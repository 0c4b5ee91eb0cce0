// src/utils/jwt.rs

use std::time::{SystemTime, UNIX_EPOCH};

use axum::{
    body::Body,
    extract::{FromRef, FromRequestParts, OptionalFromRequestParts, State},
    http::{HeaderMap, Request, StatusCode, header, request::Parts},
    middleware::Next,
    response::Response,
};
use jsonwebtoken::{DecodingKey, EncodingKey, Header, Validation, decode, encode};
use serde::{Deserialize, Serialize};

use crate::{config::Config, error::AppError, models::user::Role};

/// JWT Claims structure.
#[derive(Debug, Deserialize, Serialize, Clone)]
pub struct Claims {
    /// Subject - Stores the User ID (as string).
    pub sub: String,
    pub role: Role,
    /// Expiration time as Unix timestamp.
    pub exp: usize,
}

impl Claims {
    pub fn user_id(&self) -> Result<i64, AppError> {
        self.sub
            .parse::<i64>()
            .map_err(|_| AppError::AuthError("Malformed token subject".to_string()))
    }

    pub fn is_moderator(&self) -> bool {
        self.role.can_moderate()
    }
}

/// Signs a new JWT for the user.
pub fn sign_jwt(
    id: i64,
    role: Role,
    secret: &str,
    expiration_seconds: u64,
) -> Result<String, AppError> {
    let expiration = SystemTime::now()
        .duration_since(UNIX_EPOCH)
        .map_err(|e| AppError::InternalServerError(e.to_string()))?
        .as_secs()
        + expiration_seconds;

    let claims = Claims {
        sub: id.to_string(),
        role,
        exp: expiration as usize,
    };

    encode(
        &Header::default(),
        &claims,
        &EncodingKey::from_secret(secret.as_bytes()),
    )
    .map_err(|e| AppError::InternalServerError(e.to_string()))
}

/// Verifies and decodes a JWT string.
pub fn verify_jwt(token: &str, secret: &str) -> Result<Claims, AppError> {
    let token_data = decode::<Claims>(
        token,
        &DecodingKey::from_secret(secret.as_bytes()),
        &Validation::default(),
    )
    .map_err(|_| AppError::AuthError("Invalid token".to_string()))?;

    Ok(token_data.claims)
}

/// Pulls the token out of an `Authorization: Bearer <token>` header.
fn bearer_token(headers: &HeaderMap) -> Option<&str> {
    headers
        .get(header::AUTHORIZATION)
        .and_then(|value| value.to_str().ok())
        .and_then(|value| value.strip_prefix("Bearer "))
}

/// `Claims` as an extractor: reuses claims injected by `auth_middleware`,
/// otherwise validates the bearer header itself. Missing or bad token is 401.
impl<S> FromRequestParts<S> for Claims
where
    Config: FromRef<S>,
    S: Send + Sync,
{
    type Rejection = AppError;

    async fn from_request_parts(parts: &mut Parts, state: &S) -> Result<Self, Self::Rejection> {
        if let Some(claims) = parts.extensions.get::<Claims>() {
            return Ok(claims.clone());
        }

        let token = bearer_token(&parts.headers)
            .ok_or_else(|| AppError::AuthError("Missing bearer token".to_string()))?;
        let config = Config::from_ref(state);
        verify_jwt(token, &config.jwt_secret)
    }
}

/// `Option<Claims>`: anonymous requests pass through as `None`,
/// but a present-and-invalid token is still rejected.
impl<S> OptionalFromRequestParts<S> for Claims
where
    Config: FromRef<S>,
    S: Send + Sync,
{
    type Rejection = AppError;

    async fn from_request_parts(
        parts: &mut Parts,
        state: &S,
    ) -> Result<Option<Self>, Self::Rejection> {
        if parts.headers.get(header::AUTHORIZATION).is_none() {
            return Ok(None);
        }
        <Claims as FromRequestParts<S>>::from_request_parts(parts, state)
            .await
            .map(Some)
    }
}

/// Validates the bearer header and stores `Claims` in the request
/// extensions for the handlers and role layers behind it. 401 on failure.
pub async fn auth_middleware(
    State(config): State<Config>,
    mut req: Request<Body>,
    next: Next,
) -> Result<Response, StatusCode> {
    let claims = bearer_token(req.headers())
        .and_then(|token| verify_jwt(token, &config.jwt_secret).ok())
        .ok_or(StatusCode::UNAUTHORIZED)?;

    req.extensions_mut().insert(claims);
    Ok(next.run(req).await)
}

/// Shared body of the role layers. Expects `auth_middleware` to have run.
async fn require_role(
    req: Request<Body>,
    next: Next,
    allowed: fn(Role) -> bool,
) -> Result<Response, StatusCode> {
    let role = req
        .extensions()
        .get::<Claims>()
        .map(|claims| claims.role)
        .ok_or(StatusCode::UNAUTHORIZED)?;

    if !allowed(role) {
        return Err(StatusCode::FORBIDDEN);
    }
    Ok(next.run(req).await)
}

/// Moderators and admins pass.
pub async fn moderator_middleware(req: Request<Body>, next: Next) -> Result<Response, StatusCode> {
    require_role(req, next, Role::can_moderate).await
}

pub async fn admin_middleware(req: Request<Body>, next: Next) -> Result<Response, StatusCode> {
    require_role(req, next, |role| role == Role::Admin).await
}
——————————
PROBLEM: The material above needs to be reproduced exactly as written.

RESPONSE AREA:
repository 0c4b5ee91eb0cce0
// src/utils/jwt.rs

use std::time::{SystemTime, UNIX_EPOCH};

use axum::{
    body::Body,
    extract::{FromRef, FromRequestParts, OptionalFromRequestParts, State},
    http::{HeaderMap, Request, StatusCode, header, request::Parts},
    middleware::Next,
    response::Response,
};
use jsonwebtoken::{DecodingKey, EncodingKey, Header, Validation, decode, encode};
use serde::{Deserialize, Serialize};

use crate::{config::Config, error::AppError, models::user::Role};

/// JWT Claims structure.
#[derive(Debug, Deserialize, Serialize, Clone)]
pub struct Claims {
    /// Subject - Stores the User ID (as string).
    pub sub: String,
    pub role: Role,
    /// Expiration time as Unix timestamp.
    pub exp: usize,
}

impl Claims {
    pub fn user_id(&self) -> Result<i64, AppError> {
        self.sub
            .parse::<i64>()
            .map_err(|_| AppError::AuthError("Malformed token subject".to_string()))
    }

    pub fn is_moderator(&self) -> bool {
        self.role.can_moderate()
    }
}

/// Signs a new JWT for the user.
pub fn sign_jwt(
    id: i64,
    role: Role,
    secret: &str,
    expiration_seconds: u64,
) -> Result<String, AppError> {
    let expiration = SystemTime::now()
        .duration_since(UNIX_EPOCH)
        .map_err(|e| AppError::InternalServerError(e.to_string()))?
        .as_secs()
        + expiration_seconds;

    let claims = Claims {
        sub: id.to_string(),
        role,
        exp: expiration as usize,
    };

    encode(
        &Header::default(),
        &claims,
        &EncodingKey::from_secret(secret.as_bytes()),
    )
    .map_err(|e| AppError::InternalServerError(e.to_string()))
}

/// Verifies and decodes a JWT string.
pub fn verify_jwt(token: &str, secret: &str) -> Result<Claims, AppError> {
    let token_data = decode::<Claims>(
        token,
        &DecodingKey::from_secret(secret.as_bytes()),
        &Validation::default(),
    )
    .map_err(|_| AppError::AuthError("Invalid token".to_string()))?;

    Ok(token_data.claims)
}

/// Pulls the token out of an `Authorization: Bearer <token>` header.
fn bearer_token(headers: &HeaderMap) -> Option<&str> {
    headers
        .get(header::AUTHORIZATION)
        .and_then(|value| value.to_str().ok())
        .and_then(|value| value.strip_prefix("Bearer "))
}

/// `Claims` as an extractor: reuses claims injected by `auth_middleware`,
/// otherwise validates the bearer header itself. Missing or bad token is 401.
impl<S> FromRequestParts<S> for Claims
where
    Config: FromRef<S>,
    S: Send + Sync,
{
    type Rejection = AppError;

    async fn from_request_parts(parts: &mut Parts, state: &S) -> Result<Self, Self::Rejection> {
        if let Some(claims) = parts.extensions.get::<Claims>() {
            return Ok(claims.clone());
        }

        let token = bearer_token(&parts.headers)
            .ok_or_else(|| AppError::AuthError("Missing bearer token".to_string()))?;
        let config = Config::from_ref(state);
        verify_jwt(token, &config.jwt_secret)
    }
}

/// `Option<Claims>`: anonymous requests pass through as `None`,
/// but a present-and-invalid token is still rejected.
impl<S> OptionalFromRequestParts<S> for Claims
where
    Config: FromRef<S>,
    S: Send + Sync,
{
    type Rejection = AppError;

    async fn from_request_parts(
        parts: &mut Parts,
        state: &S,
    ) -> Result<Option<Self>, Self::Rejection> {
        if parts.headers.get(header::AUTHORIZATION).is_none() {
            return Ok(None);
        }
        <Claims as FromRequestParts<S>>::from_request_parts(parts, state)
            .await
            .map(Some)
    }
}

/// Validates the bearer header and stores `Claims` in the request
/// extensions for the handlers and role layers behind it. 401 on failure.
pub async fn auth_middleware(
    State(config): State<Config>,
    mut req: Request<Body>,
    next: Next,
) -> Result<Response, StatusCode> {
    let claims = bearer_token(req.headers())
        .and_then(|token| verify_jwt(token, &config.jwt_secret).ok())
        .ok_or(StatusCode::UNAUTHORIZED)?;

    req.extensions_mut().insert(claims);
    Ok(next.run(req).await)
}

/// Shared body of the role layers. Expects `auth_middleware` to have run.
async fn require_role(
    req: Request<Body>,
    next: Next,
    allowed: fn(Role) -> bool,
) -> Result<Response, StatusCode> {
    let role = req
        .extensions()
        .get::<Claims>()
        .map(|claims| claims.role)
        .ok_or(StatusCode::UNAUTHORIZED)?;

    if !allowed(role) {
        return Err(StatusCode::FORBIDDEN);
    }
    Ok(next.run(req).await)
}

/// Moderators and admins pass.
pub async fn moderator_middleware(req: Request<Body>, next: Next) -> Result<Response, StatusCode> {
    require_role(req, next, Role::can_moderate).await
}

pub async fn admin_middleware(req: Request<Body>, next: Next) -> Result<Response, StatusCode> {
    require_role(req, next, |role| role == Role::Admin).await
}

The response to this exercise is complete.